Although hip spots such as Crafted, an indoor artisan marketplace and brewery, have joined stalwart attractions such as the Point Fermin Lighthouse, locals will tell you that San Pedro’s independent, blue-collar spirit isn’t going anywhere. This is where the poet and novelist Charles Bukowski lived and wrote, where Upton Sinclair rallied longshoremen to strike for their rights in 1923, and where the 1980s punk rock group the Minutemen honed their distinctive sound.
To get a sense of the area’s seafaring history, stop by the Los Angeles Maritime Museum, housed in the 1940s-era ferry terminal that San Pedro workers once passed through to get to jobs at the tuna canneries and shipyards of Terminal Island. Nearby is the partially finished waterfront promenade, which, once complete, promises to be a pedestrian-friendly gathering place with open views of the main channel of the Los Angeles harbor. Along it are the USS Iowa, a retired World War II battleship that is open for tours, and the casual, chaotic covered patio of the San Pedro Fish Market, where you can feast on a tray of grilled shrimpand watch ships drift in and out of Los Angeles Harbor. Whale-watching cruises launch nearby.
The Cabrillo Marine Aquarium is much smaller than Long Beach’s Aquarium of the Pacific, but its sea-life exhibits and aquatic nursery are thoughtful, and the price is right (suggested donation $7). The Marine Mammal Care Center is another kid-friendly destination; on weekends, visitors can view injured seals and sea lions and learn about their rehabilitation.

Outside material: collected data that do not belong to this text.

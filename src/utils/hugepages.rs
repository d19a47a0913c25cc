// src/utils/hugepages.rs
//! Huge page reservation
//!
//! The full dataset (2080 MiB), the cache (256 MiB) and one scratchpad per VM
//! only get large-page backing if the kernel has enough 2 MiB pages reserved.
//! On Linux, running as root, this bumps `vm.nr_hugepages` before the engine
//! allocates anything. Everything here is best effort: the engine falls back
//! to standard pages on its own.

/// Pages for the dataset plus cache; one more is added per VM
pub const BASE_PAGES: usize = 1168;

/// Outcome of a reservation attempt
#[derive(Debug, Clone, PartialEq, Eq)]
pub enum Reservation {
    /// The kernel now has at least this many pages reserved
    Reserved(usize),
    /// Enough pages were already reserved
    AlreadySufficient(usize),
    /// Not attempted (unsupported platform or missing privileges)
    Skipped(&'static str),
    /// The attempt failed
    Failed(String),
}

/// Number of huge pages needed for `threads` VMs
pub fn pages_needed(threads: usize) -> usize {
    BASE_PAGES + threads
}

/// Tries to reserve enough huge pages for `threads` VMs and logs the outcome
pub fn reserve(threads: usize) -> Reservation {
    let outcome = reserve_pages(pages_needed(threads));
    match &outcome {
        Reservation::Reserved(n) => log::info!("Huge pages set up successfully: {} pages", n),
        Reservation::AlreadySufficient(n) => log::debug!("{} huge pages already reserved", n),
        Reservation::Skipped(why) => log::info!("Huge pages not set up: {}", why),
        Reservation::Failed(e) => log::warn!("Error setting up huge pages: {}", e),
    }
    outcome
}

#[cfg(target_os = "linux")]
fn reserve_pages(wanted: usize) -> Reservation {
    const NR_HUGEPAGES: &str = "/proc/sys/vm/nr_hugepages";

    let current = std::fs::read_to_string(NR_HUGEPAGES)
        .ok()
        .and_then(|s| s.trim().parse::<usize>().ok())
        .unwrap_or(0);
    if current >= wanted {
        return Reservation::AlreadySufficient(current);
    }

    if !is_root() {
        return Reservation::Skipped("root privileges required");
    }

    if let Err(e) = std::fs::write(NR_HUGEPAGES, wanted.to_string()) {
        return Reservation::Failed(e.to_string());
    }
    Reservation::Reserved(wanted)
}

#[cfg(target_os = "linux")]
#[allow(unsafe_code)]
fn is_root() -> bool {
    // SAFETY: geteuid has no preconditions and cannot fail.
    unsafe { libc::geteuid() == 0 }
}

#[cfg(not(target_os = "linux"))]
fn reserve_pages(_wanted: usize) -> Reservation {
    Reservation::Skipped("unsupported platform")
}

#[cfg(test)]
mod tests {
    use super::*;

    #[test]
    fn one_page_per_thread() {
        assert_eq!(pages_needed(0), 1168);
        assert_eq!(pages_needed(8), 1176);
    }
}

For more history, climb to higher ground to reach Fort MacArthur, a U.S. Army fortress that guarded the Los Angeles port area from 1914 through the early 1970s. Highlights include a large collection of operable military vehicles and wartime radio equipment. In nearby Angels Gate Park, the 17-ton Korean Friendship Bell, a gift from South Korea for the U.S. bicentennial, sits beneath a pavilion amid a wide lawn with arguably the best picnicking and kite-flying opportunities in L.A. The sweeping view, which takes in the busy port, Catalina Island and the rugged coastline, is uniquely San Pedro.
Location: San Pedro is located between the Palos Verdes Peninsula and Long Beach, about 25 miles south of downtown Los Angeles.
Randall is a writer based in Los Angeles. Her website is authorlaurarandall.com.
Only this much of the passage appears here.